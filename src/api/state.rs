//! API State management
//!
//! Shared state for the status API, tracking scenario progress and the live
//! metric registries of running scenarios.

use indexmap::IndexMap;
use parking_lot::RwLock;
use serde::{Deserialize, Serialize};
use std::sync::Arc;
use std::time::{Duration, Instant};

use crate::metrics::{Metrics, MetricsSnapshot};
use crate::scenarios::ScenarioReport;

/// Execution status
#[derive(Debug, Clone, Copy, PartialEq, Eq, Serialize, Deserialize)]
#[serde(rename_all = "lowercase")]
pub enum ExecutionStatus {
    /// Scenarios are currently running
    Running,
    /// Every scenario held its thresholds
    Completed,
    /// Some scenario crossed a threshold or errored
    Failed,
}

impl std::fmt::Display for ExecutionStatus {
    fn fmt(&self, f: &mut std::fmt::Formatter<'_>) -> std::fmt::Result {
        match self {
            ExecutionStatus::Running => write!(f, "running"),
            ExecutionStatus::Completed => write!(f, "completed"),
            ExecutionStatus::Failed => write!(f, "failed"),
        }
    }
}

#[derive(Debug)]
struct InnerState {
    status: ExecutionStatus,
    started_at: Instant,
    completed_at: Option<Instant>,
    scenarios_total: usize,
    scenarios_passed: usize,
    scenarios_failed: usize,
    /// Registries of scenarios started so far, finished ones included
    live: IndexMap<String, Metrics>,
    running: Vec<String>,
    results: Vec<ScenarioReport>,
}

/// Shared API state
#[derive(Debug, Clone)]
pub struct ApiState {
    inner: Arc<RwLock<InnerState>>,
}

impl Default for ApiState {
    fn default() -> Self {
        Self::new()
    }
}

impl ApiState {
    /// Create new API state
    pub fn new() -> Self {
        Self {
            inner: Arc::new(RwLock::new(InnerState {
                status: ExecutionStatus::Running,
                started_at: Instant::now(),
                completed_at: None,
                scenarios_total: 0,
                scenarios_passed: 0,
                scenarios_failed: 0,
                live: IndexMap::new(),
                running: Vec::new(),
                results: Vec::new(),
            })),
        }
    }

    /// Set total number of scenarios to run
    pub fn set_total_scenarios(&self, total: usize) {
        self.inner.write().scenarios_total = total;
    }

    /// Mark a scenario as started, exposing its registry
    pub fn start_scenario(&self, name: &str, metrics: Metrics) {
        let mut state = self.inner.write();
        state.live.insert(name.to_string(), metrics);
        state.running.push(name.to_string());
    }

    /// Record a finished scenario
    pub fn record_result(&self, report: ScenarioReport) {
        let mut state = self.inner.write();
        if report.passed {
            state.scenarios_passed += 1;
        } else {
            state.scenarios_failed += 1;
        }
        state.running.retain(|name| *name != report.scenario);
        state.results.push(report);
    }

    /// Record a scenario that ended without a report
    pub fn record_error(&self, name: &str) {
        let mut state = self.inner.write();
        state.scenarios_failed += 1;
        state.running.retain(|n| n != name);
    }

    /// Mark execution as complete
    pub fn complete(&self, success: bool) {
        let mut state = self.inner.write();
        state.status = if success {
            ExecutionStatus::Completed
        } else {
            ExecutionStatus::Failed
        };
        state.completed_at = Some(Instant::now());
        state.running.clear();
    }

    /// Get current status
    pub fn status(&self) -> ExecutionStatus {
        self.inner.read().status
    }

    /// Get status summary for API response
    pub fn get_status_response(&self) -> StatusResponse {
        let state = self.inner.read();
        StatusResponse {
            status: state.status,
            scenarios_total: state.scenarios_total,
            scenarios_completed: state.scenarios_passed + state.scenarios_failed,
            scenarios_passed: state.scenarios_passed,
            scenarios_failed: state.scenarios_failed,
            running: state.running.clone(),
            elapsed_ms: state.started_at.elapsed().as_millis() as u64,
            duration_ms: state
                .completed_at
                .map(|t| t.duration_since(state.started_at).as_millis() as u64),
        }
    }

    /// Get all results
    pub fn get_results(&self) -> Vec<ScenarioReport> {
        self.inner.read().results.clone()
    }

    /// Current metric values of every started scenario
    pub fn live_snapshots(&self) -> Vec<(String, MetricsSnapshot)> {
        let live: Vec<_> = self
            .inner
            .read()
            .live
            .iter()
            .map(|(name, metrics)| (name.clone(), metrics.clone()))
            .collect();
        // Snapshot outside the state lock
        live.into_iter()
            .map(|(name, metrics)| (name, metrics.snapshot()))
            .collect()
    }

    /// Check if execution is complete
    pub fn is_complete(&self) -> bool {
        self.inner.read().status != ExecutionStatus::Running
    }

    /// Get elapsed time
    pub fn elapsed(&self) -> Duration {
        self.inner.read().started_at.elapsed()
    }
}

/// Status API response
#[derive(Debug, Clone, Serialize, Deserialize)]
pub struct StatusResponse {
    pub status: ExecutionStatus,
    pub scenarios_total: usize,
    pub scenarios_completed: usize,
    pub scenarios_passed: usize,
    pub scenarios_failed: usize,
    #[serde(default, skip_serializing_if = "Vec::is_empty")]
    pub running: Vec<String>,
    pub elapsed_ms: u64,
    #[serde(skip_serializing_if = "Option::is_none")]
    pub duration_ms: Option<u64>,
}

/// Health response
#[derive(Debug, Clone, Serialize, Deserialize)]
pub struct HealthResponse {
    pub healthy: bool,
    pub status: ExecutionStatus,
}

/// Results response
#[derive(Debug, Clone, Serialize, Deserialize)]
pub struct ResultsResponse {
    pub status: ExecutionStatus,
    pub results: Vec<ScenarioReport>,
}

> [Description of the task]: Give the records again, exactly as they appear.

> [Solution for this task]:
filename src/api/state.rs
//! API State management
//!
//! Shared state for the status API, tracking scenario progress and the live
//! metric registries of running scenarios.

use indexmap::IndexMap;
use parking_lot::RwLock;
use serde::{Deserialize, Serialize};
use std::sync::Arc;
use std::time::{Duration, Instant};

use crate::metrics::{Metrics, MetricsSnapshot};
use crate::scenarios::ScenarioReport;

/// Execution status
#[derive(Debug, Clone, Copy, PartialEq, Eq, Serialize, Deserialize)]
#[serde(rename_all = "lowercase")]
pub enum ExecutionStatus {
    /// Scenarios are currently running
    Running,
    /// Every scenario held its thresholds
    Completed,
    /// Some scenario crossed a threshold or errored
    Failed,
}

impl std::fmt::Display for ExecutionStatus {
    fn fmt(&self, f: &mut std::fmt::Formatter<'_>) -> std::fmt::Result {
        match self {
            ExecutionStatus::Running => write!(f, "running"),
            ExecutionStatus::Completed => write!(f, "completed"),
            ExecutionStatus::Failed => write!(f, "failed"),
        }
    }
}

#[derive(Debug)]
struct InnerState {
    status: ExecutionStatus,
    started_at: Instant,
    completed_at: Option<Instant>,
    scenarios_total: usize,
    scenarios_passed: usize,
    scenarios_failed: usize,
    /// Registries of scenarios started so far, finished ones included
    live: IndexMap<String, Metrics>,
    running: Vec<String>,
    results: Vec<ScenarioReport>,
}

/// Shared API state
#[derive(Debug, Clone)]
pub struct ApiState {
    inner: Arc<RwLock<InnerState>>,
}

impl Default for ApiState {
    fn default() -> Self {
        Self::new()
    }
}

impl ApiState {
    /// Create new API state
    pub fn new() -> Self {
        Self {
            inner: Arc::new(RwLock::new(InnerState {
                status: ExecutionStatus::Running,
                started_at: Instant::now(),
                completed_at: None,
                scenarios_total: 0,
                scenarios_passed: 0,
                scenarios_failed: 0,
                live: IndexMap::new(),
                running: Vec::new(),
                results: Vec::new(),
            })),
        }
    }

    /// Set total number of scenarios to run
    pub fn set_total_scenarios(&self, total: usize) {
        self.inner.write().scenarios_total = total;
    }

    /// Mark a scenario as started, exposing its registry
    pub fn start_scenario(&self, name: &str, metrics: Metrics) {
        let mut state = self.inner.write();
        state.live.insert(name.to_string(), metrics);
        state.running.push(name.to_string());
    }

    /// Record a finished scenario
    pub fn record_result(&self, report: ScenarioReport) {
        let mut state = self.inner.write();
        if report.passed {
            state.scenarios_passed += 1;
        } else {
            state.scenarios_failed += 1;
        }
        state.running.retain(|name| *name != report.scenario);
        state.results.push(report);
    }

    /// Record a scenario that ended without a report
    pub fn record_error(&self, name: &str) {
        let mut state = self.inner.write();
        state.scenarios_failed += 1;
        state.running.retain(|n| n != name);
    }

    /// Mark execution as complete
    pub fn complete(&self, success: bool) {
        let mut state = self.inner.write();
        state.status = if success {
            ExecutionStatus::Completed
        } else {
            ExecutionStatus::Failed
        };
        state.completed_at = Some(Instant::now());
        state.running.clear();
    }

    /// Get current status
    pub fn status(&self) -> ExecutionStatus {
        self.inner.read().status
    }

    /// Get status summary for API response
    pub fn get_status_response(&self) -> StatusResponse {
        let state = self.inner.read();
        StatusResponse {
            status: state.status,
            scenarios_total: state.scenarios_total,
            scenarios_completed: state.scenarios_passed + state.scenarios_failed,
            scenarios_passed: state.scenarios_passed,
            scenarios_failed: state.scenarios_failed,
            running: state.running.clone(),
            elapsed_ms: state.started_at.elapsed().as_millis() as u64,
            duration_ms: state
                .completed_at
                .map(|t| t.duration_since(state.started_at).as_millis() as u64),
        }
    }

    /// Get all results
    pub fn get_results(&self) -> Vec<ScenarioReport> {
        self.inner.read().results.clone()
    }

    /// Current metric values of every started scenario
    pub fn live_snapshots(&self) -> Vec<(String, MetricsSnapshot)> {
        let live: Vec<_> = self
            .inner
            .read()
            .live
            .iter()
            .map(|(name, metrics)| (name.clone(), metrics.clone()))
            .collect();
        // Snapshot outside the state lock
        live.into_iter()
            .map(|(name, metrics)| (name, metrics.snapshot()))
            .collect()
    }

    /// Check if execution is complete
    pub fn is_complete(&self) -> bool {
        self.inner.read().status != ExecutionStatus::Running
    }

    /// Get elapsed time
    pub fn elapsed(&self) -> Duration {
        self.inner.read().started_at.elapsed()
    }
}

/// Status API response
#[derive(Debug, Clone, Serialize, Deserialize)]
pub struct StatusResponse {
    pub status: ExecutionStatus,
    pub scenarios_total: usize,
    pub scenarios_completed: usize,
    pub scenarios_passed: usize,
    pub scenarios_failed: usize,
    #[serde(default, skip_serializing_if = "Vec::is_empty")]
    pub running: Vec<String>,
    pub elapsed_ms: u64,
    #[serde(skip_serializing_if = "Option::is_none")]
    pub duration_ms: Option<u64>,
}

/// Health response
#[derive(Debug, Clone, Serialize, Deserialize)]
pub struct HealthResponse {
    pub healthy: bool,
    pub status: ExecutionStatus,
}

/// Results response
#[derive(Debug, Clone, Serialize, Deserialize)]
pub struct ResultsResponse {
    pub status: ExecutionStatus,
    pub results: Vec<ScenarioReport>,
}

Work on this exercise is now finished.